Task to complete:
In the listing below, find the line that contains "let err = TransportError::LineTooLong" and the line that contains "assert!(err.source().is_some());". Quote both and every line between them, exactly, and nothing more.

※ ※ ※

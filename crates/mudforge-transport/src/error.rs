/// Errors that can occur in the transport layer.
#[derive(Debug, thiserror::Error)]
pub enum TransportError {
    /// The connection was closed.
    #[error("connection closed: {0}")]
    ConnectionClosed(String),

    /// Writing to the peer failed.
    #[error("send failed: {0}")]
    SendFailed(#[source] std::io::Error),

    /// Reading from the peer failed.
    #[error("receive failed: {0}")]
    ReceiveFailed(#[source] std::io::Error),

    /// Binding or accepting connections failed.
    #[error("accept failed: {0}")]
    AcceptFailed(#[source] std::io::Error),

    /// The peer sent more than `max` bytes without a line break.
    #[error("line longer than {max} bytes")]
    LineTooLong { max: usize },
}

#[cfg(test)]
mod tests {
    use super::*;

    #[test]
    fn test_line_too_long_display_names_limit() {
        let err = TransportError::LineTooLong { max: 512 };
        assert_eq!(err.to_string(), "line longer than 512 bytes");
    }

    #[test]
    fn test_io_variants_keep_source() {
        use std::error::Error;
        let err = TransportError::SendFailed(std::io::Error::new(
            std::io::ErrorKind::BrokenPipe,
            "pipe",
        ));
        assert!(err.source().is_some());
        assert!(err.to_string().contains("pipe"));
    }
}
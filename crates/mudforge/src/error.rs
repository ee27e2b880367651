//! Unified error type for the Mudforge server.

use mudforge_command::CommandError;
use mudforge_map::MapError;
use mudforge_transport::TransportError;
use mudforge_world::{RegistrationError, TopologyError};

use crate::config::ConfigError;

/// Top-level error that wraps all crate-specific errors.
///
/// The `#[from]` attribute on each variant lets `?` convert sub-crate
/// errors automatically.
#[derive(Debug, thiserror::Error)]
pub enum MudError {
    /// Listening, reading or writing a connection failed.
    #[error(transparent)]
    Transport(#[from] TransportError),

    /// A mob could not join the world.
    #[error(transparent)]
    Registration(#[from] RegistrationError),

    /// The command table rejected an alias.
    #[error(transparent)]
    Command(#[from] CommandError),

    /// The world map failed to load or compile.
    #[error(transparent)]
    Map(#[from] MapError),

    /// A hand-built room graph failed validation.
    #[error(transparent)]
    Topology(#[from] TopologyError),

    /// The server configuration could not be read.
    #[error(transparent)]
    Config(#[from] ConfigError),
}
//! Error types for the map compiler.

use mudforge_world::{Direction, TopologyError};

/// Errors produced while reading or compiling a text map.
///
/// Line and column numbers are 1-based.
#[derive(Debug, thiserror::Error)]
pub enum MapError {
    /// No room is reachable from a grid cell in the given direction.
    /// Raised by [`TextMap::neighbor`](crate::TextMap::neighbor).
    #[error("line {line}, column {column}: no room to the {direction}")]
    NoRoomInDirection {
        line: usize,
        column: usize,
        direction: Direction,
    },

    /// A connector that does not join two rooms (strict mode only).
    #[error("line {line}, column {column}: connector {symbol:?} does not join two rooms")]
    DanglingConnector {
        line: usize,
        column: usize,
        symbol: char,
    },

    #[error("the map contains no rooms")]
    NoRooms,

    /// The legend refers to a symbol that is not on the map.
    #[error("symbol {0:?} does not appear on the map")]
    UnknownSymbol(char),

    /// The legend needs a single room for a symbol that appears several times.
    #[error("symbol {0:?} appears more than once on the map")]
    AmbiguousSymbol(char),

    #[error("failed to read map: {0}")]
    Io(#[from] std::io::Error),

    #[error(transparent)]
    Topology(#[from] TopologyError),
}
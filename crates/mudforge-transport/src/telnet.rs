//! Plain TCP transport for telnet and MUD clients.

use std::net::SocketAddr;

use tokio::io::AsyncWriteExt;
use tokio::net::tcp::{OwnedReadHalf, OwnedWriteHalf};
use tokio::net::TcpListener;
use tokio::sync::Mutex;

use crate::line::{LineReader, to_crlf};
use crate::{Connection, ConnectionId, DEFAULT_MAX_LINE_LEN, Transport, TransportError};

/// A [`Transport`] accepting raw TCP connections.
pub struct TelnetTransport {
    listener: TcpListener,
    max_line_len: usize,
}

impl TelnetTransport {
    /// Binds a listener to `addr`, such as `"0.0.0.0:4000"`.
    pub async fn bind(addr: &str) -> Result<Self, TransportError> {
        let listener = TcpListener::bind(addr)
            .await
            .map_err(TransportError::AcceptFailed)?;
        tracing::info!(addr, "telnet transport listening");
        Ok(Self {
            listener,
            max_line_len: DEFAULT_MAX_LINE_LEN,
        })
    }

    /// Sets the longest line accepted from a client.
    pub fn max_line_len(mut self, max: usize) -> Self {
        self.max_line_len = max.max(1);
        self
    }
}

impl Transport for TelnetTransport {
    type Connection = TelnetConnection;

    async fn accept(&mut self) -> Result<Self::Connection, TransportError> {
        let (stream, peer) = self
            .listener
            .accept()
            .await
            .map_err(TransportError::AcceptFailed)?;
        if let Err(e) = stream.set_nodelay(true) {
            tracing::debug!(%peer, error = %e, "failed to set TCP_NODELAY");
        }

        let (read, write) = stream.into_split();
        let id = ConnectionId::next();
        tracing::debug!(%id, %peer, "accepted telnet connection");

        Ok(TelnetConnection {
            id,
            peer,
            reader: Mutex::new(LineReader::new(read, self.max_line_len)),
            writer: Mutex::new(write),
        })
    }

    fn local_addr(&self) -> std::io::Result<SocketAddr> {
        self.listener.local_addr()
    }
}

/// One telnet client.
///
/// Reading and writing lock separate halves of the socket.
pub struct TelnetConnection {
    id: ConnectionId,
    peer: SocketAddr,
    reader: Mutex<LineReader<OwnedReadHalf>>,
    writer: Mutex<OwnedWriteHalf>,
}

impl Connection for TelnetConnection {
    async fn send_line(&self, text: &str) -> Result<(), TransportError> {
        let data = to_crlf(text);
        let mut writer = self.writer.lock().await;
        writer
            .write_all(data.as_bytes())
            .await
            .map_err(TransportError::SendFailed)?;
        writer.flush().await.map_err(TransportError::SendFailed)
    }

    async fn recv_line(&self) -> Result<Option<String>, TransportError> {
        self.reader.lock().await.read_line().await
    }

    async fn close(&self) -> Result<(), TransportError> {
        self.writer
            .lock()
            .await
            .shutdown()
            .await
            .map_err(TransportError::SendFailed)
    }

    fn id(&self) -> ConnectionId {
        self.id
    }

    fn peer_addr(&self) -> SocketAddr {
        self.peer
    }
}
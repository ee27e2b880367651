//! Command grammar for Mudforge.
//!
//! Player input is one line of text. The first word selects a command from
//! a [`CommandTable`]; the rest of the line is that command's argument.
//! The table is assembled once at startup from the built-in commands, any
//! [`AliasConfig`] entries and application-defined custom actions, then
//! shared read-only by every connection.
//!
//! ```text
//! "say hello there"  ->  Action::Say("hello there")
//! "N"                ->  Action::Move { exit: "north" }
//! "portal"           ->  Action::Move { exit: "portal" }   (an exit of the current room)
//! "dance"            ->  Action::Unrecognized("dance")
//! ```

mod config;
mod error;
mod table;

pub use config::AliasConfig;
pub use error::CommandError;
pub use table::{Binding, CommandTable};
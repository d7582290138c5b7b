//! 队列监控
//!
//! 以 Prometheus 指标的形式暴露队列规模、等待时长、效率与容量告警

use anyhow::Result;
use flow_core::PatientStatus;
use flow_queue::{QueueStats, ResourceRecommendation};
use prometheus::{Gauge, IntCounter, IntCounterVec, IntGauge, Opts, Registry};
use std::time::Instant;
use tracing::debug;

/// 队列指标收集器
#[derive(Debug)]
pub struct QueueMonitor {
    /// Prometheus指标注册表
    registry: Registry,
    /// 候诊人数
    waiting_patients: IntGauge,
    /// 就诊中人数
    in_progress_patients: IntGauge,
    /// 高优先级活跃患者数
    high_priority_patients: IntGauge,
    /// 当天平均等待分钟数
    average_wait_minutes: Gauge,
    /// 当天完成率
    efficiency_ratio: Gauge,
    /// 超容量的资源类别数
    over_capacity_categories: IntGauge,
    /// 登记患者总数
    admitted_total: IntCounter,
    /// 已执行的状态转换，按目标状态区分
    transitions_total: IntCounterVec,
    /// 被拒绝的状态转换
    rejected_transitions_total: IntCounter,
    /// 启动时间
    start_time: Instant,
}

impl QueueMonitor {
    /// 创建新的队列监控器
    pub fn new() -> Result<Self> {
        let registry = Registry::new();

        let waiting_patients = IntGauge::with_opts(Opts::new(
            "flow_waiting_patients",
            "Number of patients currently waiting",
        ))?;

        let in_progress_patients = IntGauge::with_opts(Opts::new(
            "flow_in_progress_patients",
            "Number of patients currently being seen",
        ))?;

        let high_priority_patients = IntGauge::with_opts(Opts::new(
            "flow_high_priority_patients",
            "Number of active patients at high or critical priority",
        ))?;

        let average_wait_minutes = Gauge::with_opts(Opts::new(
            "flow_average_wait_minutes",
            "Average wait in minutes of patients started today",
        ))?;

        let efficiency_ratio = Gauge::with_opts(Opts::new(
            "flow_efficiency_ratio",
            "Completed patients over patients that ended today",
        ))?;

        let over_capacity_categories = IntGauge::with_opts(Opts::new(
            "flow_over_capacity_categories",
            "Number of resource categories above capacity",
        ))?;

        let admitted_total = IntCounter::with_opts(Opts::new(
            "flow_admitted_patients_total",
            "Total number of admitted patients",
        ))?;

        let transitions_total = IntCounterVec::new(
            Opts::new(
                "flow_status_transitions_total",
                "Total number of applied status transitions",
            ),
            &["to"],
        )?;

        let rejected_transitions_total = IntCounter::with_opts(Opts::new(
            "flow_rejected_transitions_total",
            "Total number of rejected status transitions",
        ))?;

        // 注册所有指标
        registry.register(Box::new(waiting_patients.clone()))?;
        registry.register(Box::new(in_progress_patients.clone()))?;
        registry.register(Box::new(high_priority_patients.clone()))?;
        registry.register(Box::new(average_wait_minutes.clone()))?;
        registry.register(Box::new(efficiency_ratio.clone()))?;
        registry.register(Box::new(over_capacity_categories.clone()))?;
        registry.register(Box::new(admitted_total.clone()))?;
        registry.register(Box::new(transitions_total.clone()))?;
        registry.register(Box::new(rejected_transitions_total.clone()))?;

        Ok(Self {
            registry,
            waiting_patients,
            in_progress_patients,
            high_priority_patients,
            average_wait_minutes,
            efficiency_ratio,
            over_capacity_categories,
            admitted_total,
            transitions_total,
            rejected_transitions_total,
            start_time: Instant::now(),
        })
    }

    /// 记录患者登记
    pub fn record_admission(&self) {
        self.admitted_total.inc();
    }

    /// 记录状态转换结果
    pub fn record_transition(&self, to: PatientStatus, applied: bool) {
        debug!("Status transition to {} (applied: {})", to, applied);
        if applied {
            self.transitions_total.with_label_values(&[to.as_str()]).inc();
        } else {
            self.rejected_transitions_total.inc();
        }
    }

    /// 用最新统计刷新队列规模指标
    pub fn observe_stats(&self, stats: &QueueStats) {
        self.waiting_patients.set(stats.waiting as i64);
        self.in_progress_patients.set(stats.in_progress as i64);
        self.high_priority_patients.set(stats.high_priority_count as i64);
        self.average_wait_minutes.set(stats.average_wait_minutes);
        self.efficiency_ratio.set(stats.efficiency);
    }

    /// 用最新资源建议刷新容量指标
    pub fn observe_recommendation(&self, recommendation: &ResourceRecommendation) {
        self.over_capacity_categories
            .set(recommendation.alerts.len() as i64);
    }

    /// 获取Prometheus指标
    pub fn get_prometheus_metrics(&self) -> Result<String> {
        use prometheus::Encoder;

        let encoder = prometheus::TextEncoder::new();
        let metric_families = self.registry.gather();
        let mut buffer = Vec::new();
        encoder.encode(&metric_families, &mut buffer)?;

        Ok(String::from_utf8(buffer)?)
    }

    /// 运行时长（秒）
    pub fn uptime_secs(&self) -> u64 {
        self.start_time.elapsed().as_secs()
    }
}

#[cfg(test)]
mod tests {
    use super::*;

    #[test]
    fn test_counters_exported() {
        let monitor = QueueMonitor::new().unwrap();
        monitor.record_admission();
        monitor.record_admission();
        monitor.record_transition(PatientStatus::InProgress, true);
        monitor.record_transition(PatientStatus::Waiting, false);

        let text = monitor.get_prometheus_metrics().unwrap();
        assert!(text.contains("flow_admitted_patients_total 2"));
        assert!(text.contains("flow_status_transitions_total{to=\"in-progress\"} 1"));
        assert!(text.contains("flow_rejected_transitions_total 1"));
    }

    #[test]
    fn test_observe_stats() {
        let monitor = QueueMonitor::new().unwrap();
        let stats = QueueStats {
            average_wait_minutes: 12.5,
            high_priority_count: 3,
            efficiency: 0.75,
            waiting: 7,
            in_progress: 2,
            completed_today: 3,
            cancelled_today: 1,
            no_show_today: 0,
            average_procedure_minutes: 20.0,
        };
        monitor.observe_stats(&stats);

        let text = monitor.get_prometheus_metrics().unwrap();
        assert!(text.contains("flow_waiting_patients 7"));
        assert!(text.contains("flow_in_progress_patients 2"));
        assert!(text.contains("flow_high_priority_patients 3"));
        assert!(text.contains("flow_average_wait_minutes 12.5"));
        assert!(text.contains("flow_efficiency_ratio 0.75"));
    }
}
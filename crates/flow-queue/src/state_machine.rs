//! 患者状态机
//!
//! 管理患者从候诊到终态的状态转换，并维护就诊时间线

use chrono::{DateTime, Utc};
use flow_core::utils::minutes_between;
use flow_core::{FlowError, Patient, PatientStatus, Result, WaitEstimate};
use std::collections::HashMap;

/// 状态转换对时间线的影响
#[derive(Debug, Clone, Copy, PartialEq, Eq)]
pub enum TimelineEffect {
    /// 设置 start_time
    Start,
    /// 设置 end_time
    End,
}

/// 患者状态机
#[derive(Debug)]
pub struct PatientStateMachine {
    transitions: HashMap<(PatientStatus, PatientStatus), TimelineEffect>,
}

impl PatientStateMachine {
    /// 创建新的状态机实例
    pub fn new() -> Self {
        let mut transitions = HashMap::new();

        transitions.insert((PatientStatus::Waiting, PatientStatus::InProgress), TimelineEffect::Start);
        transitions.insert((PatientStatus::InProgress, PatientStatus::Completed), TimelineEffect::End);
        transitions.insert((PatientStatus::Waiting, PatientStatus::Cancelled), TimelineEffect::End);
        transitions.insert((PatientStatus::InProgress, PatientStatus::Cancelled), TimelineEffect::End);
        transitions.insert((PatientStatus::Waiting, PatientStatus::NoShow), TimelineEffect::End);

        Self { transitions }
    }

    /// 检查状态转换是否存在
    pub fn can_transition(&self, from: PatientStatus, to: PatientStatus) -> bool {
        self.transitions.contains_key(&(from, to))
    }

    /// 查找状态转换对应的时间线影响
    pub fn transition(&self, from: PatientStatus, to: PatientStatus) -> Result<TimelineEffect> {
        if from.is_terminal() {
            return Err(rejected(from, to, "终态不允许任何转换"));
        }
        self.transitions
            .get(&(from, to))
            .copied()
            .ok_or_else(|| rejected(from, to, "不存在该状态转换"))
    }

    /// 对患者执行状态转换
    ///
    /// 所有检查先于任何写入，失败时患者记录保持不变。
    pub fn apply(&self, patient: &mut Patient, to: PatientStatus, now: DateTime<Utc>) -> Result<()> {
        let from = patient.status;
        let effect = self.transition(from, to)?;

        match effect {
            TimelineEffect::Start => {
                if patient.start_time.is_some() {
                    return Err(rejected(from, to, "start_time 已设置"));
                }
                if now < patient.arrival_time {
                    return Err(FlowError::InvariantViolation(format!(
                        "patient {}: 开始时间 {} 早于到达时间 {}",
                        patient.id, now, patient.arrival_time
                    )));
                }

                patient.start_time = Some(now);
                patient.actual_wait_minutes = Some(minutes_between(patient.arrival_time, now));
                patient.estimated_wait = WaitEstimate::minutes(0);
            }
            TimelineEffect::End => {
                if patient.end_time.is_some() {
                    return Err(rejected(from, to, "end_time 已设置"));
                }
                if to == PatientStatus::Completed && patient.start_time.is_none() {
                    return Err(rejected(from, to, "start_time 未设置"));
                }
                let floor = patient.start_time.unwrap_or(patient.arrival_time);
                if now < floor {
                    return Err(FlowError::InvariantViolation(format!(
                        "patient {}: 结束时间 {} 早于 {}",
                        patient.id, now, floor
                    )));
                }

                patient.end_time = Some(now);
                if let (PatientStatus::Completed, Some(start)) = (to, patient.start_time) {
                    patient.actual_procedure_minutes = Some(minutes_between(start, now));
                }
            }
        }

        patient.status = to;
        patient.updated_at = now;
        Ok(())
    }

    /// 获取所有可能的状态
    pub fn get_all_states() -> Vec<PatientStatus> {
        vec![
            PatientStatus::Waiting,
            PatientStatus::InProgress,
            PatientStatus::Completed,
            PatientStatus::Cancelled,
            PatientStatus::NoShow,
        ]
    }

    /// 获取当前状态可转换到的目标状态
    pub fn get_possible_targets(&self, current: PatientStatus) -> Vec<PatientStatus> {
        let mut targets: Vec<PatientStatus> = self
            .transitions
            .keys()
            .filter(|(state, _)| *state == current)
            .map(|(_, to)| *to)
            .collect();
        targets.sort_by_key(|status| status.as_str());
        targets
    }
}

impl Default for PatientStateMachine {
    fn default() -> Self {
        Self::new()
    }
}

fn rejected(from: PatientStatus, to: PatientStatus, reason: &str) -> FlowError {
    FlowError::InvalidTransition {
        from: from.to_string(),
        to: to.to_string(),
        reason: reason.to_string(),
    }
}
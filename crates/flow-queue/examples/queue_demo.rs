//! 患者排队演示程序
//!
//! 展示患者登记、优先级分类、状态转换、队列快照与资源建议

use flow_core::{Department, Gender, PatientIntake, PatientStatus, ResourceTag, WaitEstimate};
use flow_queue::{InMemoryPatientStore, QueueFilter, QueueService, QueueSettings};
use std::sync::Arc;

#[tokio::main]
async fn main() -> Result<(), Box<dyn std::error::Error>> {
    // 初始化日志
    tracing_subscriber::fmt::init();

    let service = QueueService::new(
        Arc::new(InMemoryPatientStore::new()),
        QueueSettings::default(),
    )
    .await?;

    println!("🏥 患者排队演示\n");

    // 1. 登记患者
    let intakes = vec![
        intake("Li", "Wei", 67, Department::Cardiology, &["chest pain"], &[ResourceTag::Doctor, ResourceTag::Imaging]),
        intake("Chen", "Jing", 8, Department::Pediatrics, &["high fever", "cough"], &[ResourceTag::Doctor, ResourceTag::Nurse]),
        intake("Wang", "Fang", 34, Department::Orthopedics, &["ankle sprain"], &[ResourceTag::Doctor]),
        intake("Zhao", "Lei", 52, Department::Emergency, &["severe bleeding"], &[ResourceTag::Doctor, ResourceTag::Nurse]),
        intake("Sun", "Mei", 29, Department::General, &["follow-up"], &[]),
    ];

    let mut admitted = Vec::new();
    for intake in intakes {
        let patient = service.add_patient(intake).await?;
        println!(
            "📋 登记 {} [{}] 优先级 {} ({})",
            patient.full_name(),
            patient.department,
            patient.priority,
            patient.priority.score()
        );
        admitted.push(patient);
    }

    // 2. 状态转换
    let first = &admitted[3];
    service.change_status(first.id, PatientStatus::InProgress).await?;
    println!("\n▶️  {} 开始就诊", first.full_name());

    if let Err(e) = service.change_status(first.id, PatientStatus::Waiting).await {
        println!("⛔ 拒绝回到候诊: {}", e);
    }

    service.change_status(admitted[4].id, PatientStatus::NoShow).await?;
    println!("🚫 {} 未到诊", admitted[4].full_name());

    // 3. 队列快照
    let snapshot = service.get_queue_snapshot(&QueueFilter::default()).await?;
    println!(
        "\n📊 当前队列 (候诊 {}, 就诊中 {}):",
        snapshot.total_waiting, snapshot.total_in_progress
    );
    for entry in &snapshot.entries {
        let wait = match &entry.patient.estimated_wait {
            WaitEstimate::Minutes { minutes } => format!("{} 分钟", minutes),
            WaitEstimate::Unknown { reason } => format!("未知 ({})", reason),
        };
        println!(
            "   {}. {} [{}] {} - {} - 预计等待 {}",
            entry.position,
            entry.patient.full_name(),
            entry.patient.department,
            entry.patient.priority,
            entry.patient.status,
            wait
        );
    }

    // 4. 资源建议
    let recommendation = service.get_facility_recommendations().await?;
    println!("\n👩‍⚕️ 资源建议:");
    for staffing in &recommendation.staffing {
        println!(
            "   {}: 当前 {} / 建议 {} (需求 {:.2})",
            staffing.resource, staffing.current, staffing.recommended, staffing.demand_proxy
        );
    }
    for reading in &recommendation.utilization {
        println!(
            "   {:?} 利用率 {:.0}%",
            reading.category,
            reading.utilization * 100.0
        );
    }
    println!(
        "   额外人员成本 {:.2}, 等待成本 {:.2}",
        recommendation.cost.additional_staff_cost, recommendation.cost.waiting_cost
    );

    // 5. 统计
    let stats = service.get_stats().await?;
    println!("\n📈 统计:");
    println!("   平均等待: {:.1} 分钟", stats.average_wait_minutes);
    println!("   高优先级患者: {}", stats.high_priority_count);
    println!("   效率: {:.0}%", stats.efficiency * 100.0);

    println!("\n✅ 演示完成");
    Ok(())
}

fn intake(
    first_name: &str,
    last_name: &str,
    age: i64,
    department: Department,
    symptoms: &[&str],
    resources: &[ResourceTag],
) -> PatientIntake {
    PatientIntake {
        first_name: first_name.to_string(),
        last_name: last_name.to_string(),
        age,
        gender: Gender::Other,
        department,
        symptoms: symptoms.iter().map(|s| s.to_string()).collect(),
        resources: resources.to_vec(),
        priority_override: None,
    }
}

※ ※ ※

Written response:
        let err = TransportError::LineTooLong { max: 512 };
        assert_eq!(err.to_string(), "line longer than 512 bytes");
    }

    #[test]
    fn test_io_variants_keep_source() {
        use std::error::Error;
        let err = TransportError::SendFailed(std::io::Error::new(
            std::io::ErrorKind::BrokenPipe,
            "pipe",
        ));
        assert!(err.source().is_some());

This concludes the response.